Conhecido por suas estratégias irreverentes, o Burger King lançou, no dia 30 de setembro, uma campanha durante o debate presidencial que ocorreu na Record explicando aos consumidores os riscos de votar branco e nulo. “Considerando nossa responsabilidade como marca, de gerar conversas, identificamos que era importante falar sobre esse assunto e nos posicionar explicando para as pessoas o que acontece quando se vota nulo e branco. E quando falamos sobre hackvertising, tem muita relação com esse tipo de ação. Entrar na conversa como marca e ter uma opinião”, diz Ariel Grunkraut, diretor de vendas e marketing do Burger King Brasil. Os dois casos ilustram o desafio das marcas que estão no topo em equilibrar uma comunicação que envolve causas e conversas com o lado prático dos preços e promoções.
Fernando Cardoso, head de foodservice da AGR Consultores, explica que o foodservice está retomando um ciclo de crescimento que ficou estagnado pelo contexto econômico no Brasil. Para ele, neste contexto, posicionar-se como marca é de extrema importância. “Com o início do ciclo da crise atual durante o segundo semestre de 2014, iniciou-se uma ampla guerra de preços entre Burger King e McDonald’s seguida pelos demais concorrentes. O ano de 2015 foi muito difícil para os operadores de restaurantes, pois reuniu fatores para a tempestade perfeita: queda do volume de transações e do ticket médio pelos descontos promocionais e inflação pressionando a estrutura de custos”, explica. Cardoso aponta, no entanto, que o cenário começou a mudar no ano passado. “Um novo ciclo de recuperação lento e gradual, mas que indica o retorno no Brasil de uma tendência global de crescimento do segmento da alimentação fora do lar”, afirma.
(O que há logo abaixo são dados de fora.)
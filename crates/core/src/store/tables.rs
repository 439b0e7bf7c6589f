//! Named ledger tables of small JSON records.
//!
//! Used for the per-URL age ledger and for the serialized eviction chain.

use super::connection::StoreDb;
use crate::Error;
use serde::{Serialize, de::DeserializeOwned};
use tokio_rusqlite::params;
use tokio_rusqlite::rusqlite;

/// Handle to one named ledger table.
#[derive(Clone, Debug)]
pub struct Table {
    db: StoreDb,
    name: String,
}

impl Table {
    pub(crate) fn new(db: StoreDb, name: &str) -> Self {
        Self { db, name: name.to_string() }
    }

    pub fn name(&self) -> &str {
        &self.name
    }

    /// Read and decode the record stored under `key`.
    ///
    /// # Errors
    ///
    /// `Error::RecordNotFound` if there is no record, `Error::CorruptRecord`
    /// if it does not decode as `T`.
    pub async fn read<T: DeserializeOwned>(&self, key: &str) -> Result<T, Error> {
        let tbl = self.name.clone();
        let key = key.to_string();
        let json = self
            .db
            .conn
            .call(move |conn| -> Result<String, Error> {
                let result = conn.query_row(
                    "SELECT value_json FROM records WHERE tbl = ?1 AND key = ?2",
                    params![tbl, key],
                    |row| row.get::<_, String>(0),
                );

                match result {
                    Ok(json) => Ok(json),
                    Err(rusqlite::Error::QueryReturnedNoRows) => Err(Error::RecordNotFound { table: tbl, key }),
                    Err(e) => Err(e.into()),
                }
            })
            .await
            .map_err(Error::from)?;

        Ok(serde_json::from_str(&json)?)
    }

    /// Encode and store `value` under `key`, replacing any previous record.
    pub async fn write<T: Serialize + ?Sized>(&self, key: &str, value: &T) -> Result<(), Error> {
        let tbl = self.name.clone();
        let key = key.to_string();
        let json = serde_json::to_string(value)?;
        let now = chrono::Utc::now().to_rfc3339();

        self.db
            .conn
            .call(move |conn| -> Result<(), Error> {
                conn.execute(
                    "INSERT INTO records (tbl, key, value_json, updated_at) VALUES (?1, ?2, ?3, ?4)
                     ON CONFLICT(tbl, key) DO UPDATE SET
                        value_json = excluded.value_json,
                        updated_at = excluded.updated_at",
                    params![tbl, key, json, now],
                )?;
                Ok(())
            })
            .await
            .map_err(Error::from)
    }

    /// Delete the record under `key`. Returns true if one existed.
    pub async fn delete(&self, key: &str) -> Result<bool, Error> {
        let tbl = self.name.clone();
        let key = key.to_string();
        self.db
            .conn
            .call(move |conn| -> Result<bool, Error> {
                let count = conn.execute("DELETE FROM records WHERE tbl = ?1 AND key = ?2", params![tbl, key])?;
                Ok(count > 0)
            })
            .await
            .map_err(Error::from)
    }

    /// All keys currently present, in key order.
    #[cfg(test)]
    pub async fn keys(&self) -> Result<Vec<String>, Error> {
        let tbl = self.name.clone();
        self.db
            .conn
            .call(move |conn| -> Result<Vec<String>, Error> {
                let mut stmt = conn.prepare("SELECT key FROM records WHERE tbl = ?1 ORDER BY key")?;
                let keys = stmt
                    .query_map(params![tbl], |row| row.get::<_, String>(0))?
                    .collect::<Result<Vec<_>, _>>()?;
                Ok(keys)
            })
            .await
            .map_err(Error::from)
    }
}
Nos últimos 15 anos, segundo dados da própria AGR, o setor vinha crescendo de forma relevante. Em 2002, a participação da alimentação fora do lar na economia era de 24%. Em 2017, chegou a 34%. Nos Estados Unidos, em 2017 o segmento, pela primeira vez, atingiu 51% do total do mercado. “No Brasil, podemos esperar para os próximos anos o retorno do crescimento da alimentação fora do lar sendo impulsionada pelas macrotendências de hábitos dos consumidores jovens, participação da mulher no trabalho, conveniência e novas ofertas. A velocidade desta retomada será ditada pelo nível de renda da população e queda do desemprego. Podemos esperar que, em até cinco anos, o segmento de alimentação fora do lar supere os 40% de participação do mercado de alimentos”, projeta Cardoso.
Concorrência acirrada
De acordo com dados da Associação Brasileira da Indústria de Alimentos (Abia), em 2004, o consumidor gastava com alimentação fora do lar no Brasil o equivalente a 25,4% do seu orçamento total. Em 2010, essa participação subiu para 31,2% e, em 2017, para 34,5%. “Trata-se de um mercado que, no Brasil, é extremamente pulverizado, com 1,3 milhão de pontos de venda em todo o País”, explica Daniel Silva, coordenador da comissão de foodservice da Abia. Esse cenário de concorrência acirrada e um foco em comunicação jovem foi um dos fatores que ajudaram o Burger King, por exemplo, a criar a base de sua operação no Brasil, que ganhou uma nova fase em 2011 quando o fundo 3G Capital passou a ser dono da rede. Apesar de estar desde 2004 no Brasil a rede não possuía uma operação ajustada e, tampouco, foco em crescimento, itens que viraram premissa com a chegada do novo dono.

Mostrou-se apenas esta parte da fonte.